Just to further this, I read an FT article recently which stated that these embassy antics are not that uncommon. Numerous Saudi citizens in the US, Europe and elsewhere have reported being asked to "pop into the consulate" to sign paperwork, pick up something etc. If they attend, they are detained, threatened etc. The article quoted numerous Saudi citizens who said they just ignore all the requests because they know what happens to people who go to the appointments.

I think Saudi just fucked up because this guy was a WaPo writer and they underestimated the amount of backlash.


----------



## Randy (Oct 25, 2018)

MFB said:


> Yeah, you're gonna need to post some statistics to back that claim up



Wasn't this the plot of a Beverly Hills Cop movie?


----------



## MFB (Oct 25, 2018)

narad said:


> Yea, like my dad used to run a fruit stand and some middle eastern woman once stole an apple from him to give to some starving child (there's always _some_ story).
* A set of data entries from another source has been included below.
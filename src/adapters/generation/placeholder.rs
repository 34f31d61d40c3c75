//! Placeholder suggestion generator.
//!
//! Stands in until a real text model is wired up. Produces nothing, so
//! sessions move straight to AWAITING_REVIEW with an empty suggestion list.

use async_trait::async_trait;
use tracing::debug;

use crate::domain::foundation::DomainError;
use crate::domain::notification::{NotificationSession, Suggestion};
use crate::ports::SuggestionGenerator;

#[derive(Debug, Clone, Copy, Default)]
pub struct PlaceholderGenerator;

impl PlaceholderGenerator {
    pub fn new() -> Self {
        Self
    }
}

#[async_trait]
impl SuggestionGenerator for PlaceholderGenerator {
    async fn generate(&self, session: &NotificationSession) -> Result<Vec<Suggestion>, DomainError> {
        debug!(
            session_id = %session.id(),
            topic_version = session.current_topic_version(),
            "placeholder generator produced no suggestions"
        );
        Ok(Vec::new())
    }
}
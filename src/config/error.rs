//! Errors raised while loading or checking configuration.

use thiserror::Error;

#[derive(Debug, Error)]
pub enum ConfigError {
    #[error("failed to read configuration: {0}")]
    LoadError(#[from] config::ConfigError),

    #[error("invalid configuration: {0}")]
    ValidationFailed(#[from] ValidationError),
}

/// A loaded value that the service refuses to start with.
#[derive(Debug, Error)]
pub enum ValidationError {
    #[error("{0} is required")]
    MissingRequired(&'static str),

    #[error("server.port must be non-zero")]
    InvalidPort,

    #[error("server.host must be an IP address")]
    InvalidHost,

    #[error("server.request_timeout_secs is out of range")]
    InvalidTimeout,

    #[error("database.url must use the postgres:// or postgresql:// scheme")]
    InvalidDatabaseUrl,

    #[error("queue.url must use the redis:// or rediss:// scheme")]
    InvalidQueueUrl,

    #[error("database.min_connections must not exceed a non-zero database.max_connections")]
    InvalidPoolSize,

    #[error("database.max_connections exceeds 100")]
    PoolSizeTooLarge,

    #[error("database.max_connections must exceed queue.workers")]
    PoolTooSmallForWorkers,

    #[error("queue.workers must be between 1 and 64")]
    InvalidWorkerCount,

    #[error("dispatch.processing_timeout_secs must be positive")]
    InvalidProcessingTimeout,

    #[error("features.enable_async_tasks requires queue.url")]
    AsyncTasksWithoutQueue,
}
Well, my dad was about to have her hand for it but then it turned out she was like the princess of agrabah or something and walked away unscathed. You know, like, we lose enough fruit to all these street rats and then even the diplomats get away with it!? Just rubs me the wrong way. Wish I had the power to do something.
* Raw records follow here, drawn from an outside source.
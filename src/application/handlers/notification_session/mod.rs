//! Notification session handlers.
//!
//! [`SessionLifecycle`] owns every mutation; the command and query handlers
//! compose it with campaign checks and dispatch.

mod create_session;
mod get_session;
mod lifecycle;
mod process_session;
mod review_session;

pub use create_session::{CreateSessionCommand, CreateSessionHandler, CreateSessionResult};
pub use get_session::{GetSessionHandler, GetSessionQuery};
pub use lifecycle::SessionLifecycle;
pub use process_session::{ProcessSessionHandler, DEFAULT_PROCESSING_TIMEOUT};
pub use review_session::{
    ChangeTopicCommand, CompleteSessionCommand, ReviewResult, ReviewSessionHandler,
    SubmitFeedbackCommand, UpdateSelectionsCommand,
};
Street rats. They're all street rats!


----------



## Drew (Oct 25, 2018)

Bentaycanada said:


> Oh total speculation bs on my part. I just think intelligence services tend to have co-operation on international operations, such as this one. So it wouldn't surprise me if it came out that foreign agencies knew all along.
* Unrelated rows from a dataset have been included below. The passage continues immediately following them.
//! Foundation module - Shared domain primitives.
//!
//! Contains value objects, identifiers, enums, and error types
//! that form the vocabulary of the notification domain.

mod errors;
mod ids;
mod session_status;
mod state_machine;
mod timestamp;

pub use errors::{DomainError, ErrorCode, ValidationError};
pub use ids::{AdminId, CampaignId, CompanyId, SessionId};
pub use session_status::NotificationSessionStatus;
pub use state_machine::StateMachine;
pub use timestamp::Timestamp;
Considering there's been a divide between basically the whole US intelligence community saying "yeah, so the Saudis tortured and executed this guy," and Trump at least for the first few days being quick to attribute it to "rogue murderers" and "Hey, MBS denied it! He gave me a very strong denial!" annd furthermore that this guy was a columnist for the Washington Post at the time, I'm going to go out on a limb and say I'd be comfortable putting a good amount of money on the US NOT being involved in this.



NateFalcon said:


> I think it speaks volumes about how people seem anaware of actual atrocities that have been going on for years (it’s true, nobody mentions it) but ‘smart’ enough to have strong opinions on a polarizing political hot button story in the same place (not to downplay his actual murder). Is this reporters murder fucked up? Sure! But the collective timing of people outraged by Saudi Arabia’s lack of humanity and democracy coupled with the negligence of a war going on while concerned about Saudis’ elections paints a picture that people are only watching (or paying attention to) mainstream, ratings based news it seems. I’m also not pointing out hypocrisy but a lack of awareness and the subsequent reactionary behavior that often comes with it when the light switch is flipped on to a particular event. “Johnny come lately” is the saying I guess that comes to mind. I’m also not trolling or challenging anyone, I’m just passing thoughts on a bigger picture -we seem concerned RIGHT NOW about this event while a defensless country has been getting brutalized by the same people -and WE’RE funding them...when things like this get brought up I find that people quickly change the subject because it’s not the current scope of what they want to talk about yet equally important


Funny, I don't recall reading any of your posts condemning the Saudis' war in Yemen and the deaths of hundreds of thousands of civilians there - maybe I just happened to miss that thread..?


----------



## tedtan (Oct 25, 2018)

Flappydoodle said:


> It tells you what a shitshow this is when you can be looking forward to something Erdogan says. Saudis on one side, and Erdogan on the other. It's hardly a trustworthy collection of people



No shit, man! That's not something I ever thought I would express, but sometimes the context and circumstances are just odd.


----------



## USMarine75 (Oct 25, 2018)

narad said:


> Yea, like my dad used to run a fruit stand and some middle eastern woman once stole an apple from him to give to some starving child (there's always _some_ story). Well, my dad was about to have her hand for it but then it turned out she was like the princess of agrabah or something and walked away unscathed. You know, like, we lose enough fruit to all these street rats and then even the diplomats get away with it!? Just rubs me the wrong way. Wish I had the power to do something.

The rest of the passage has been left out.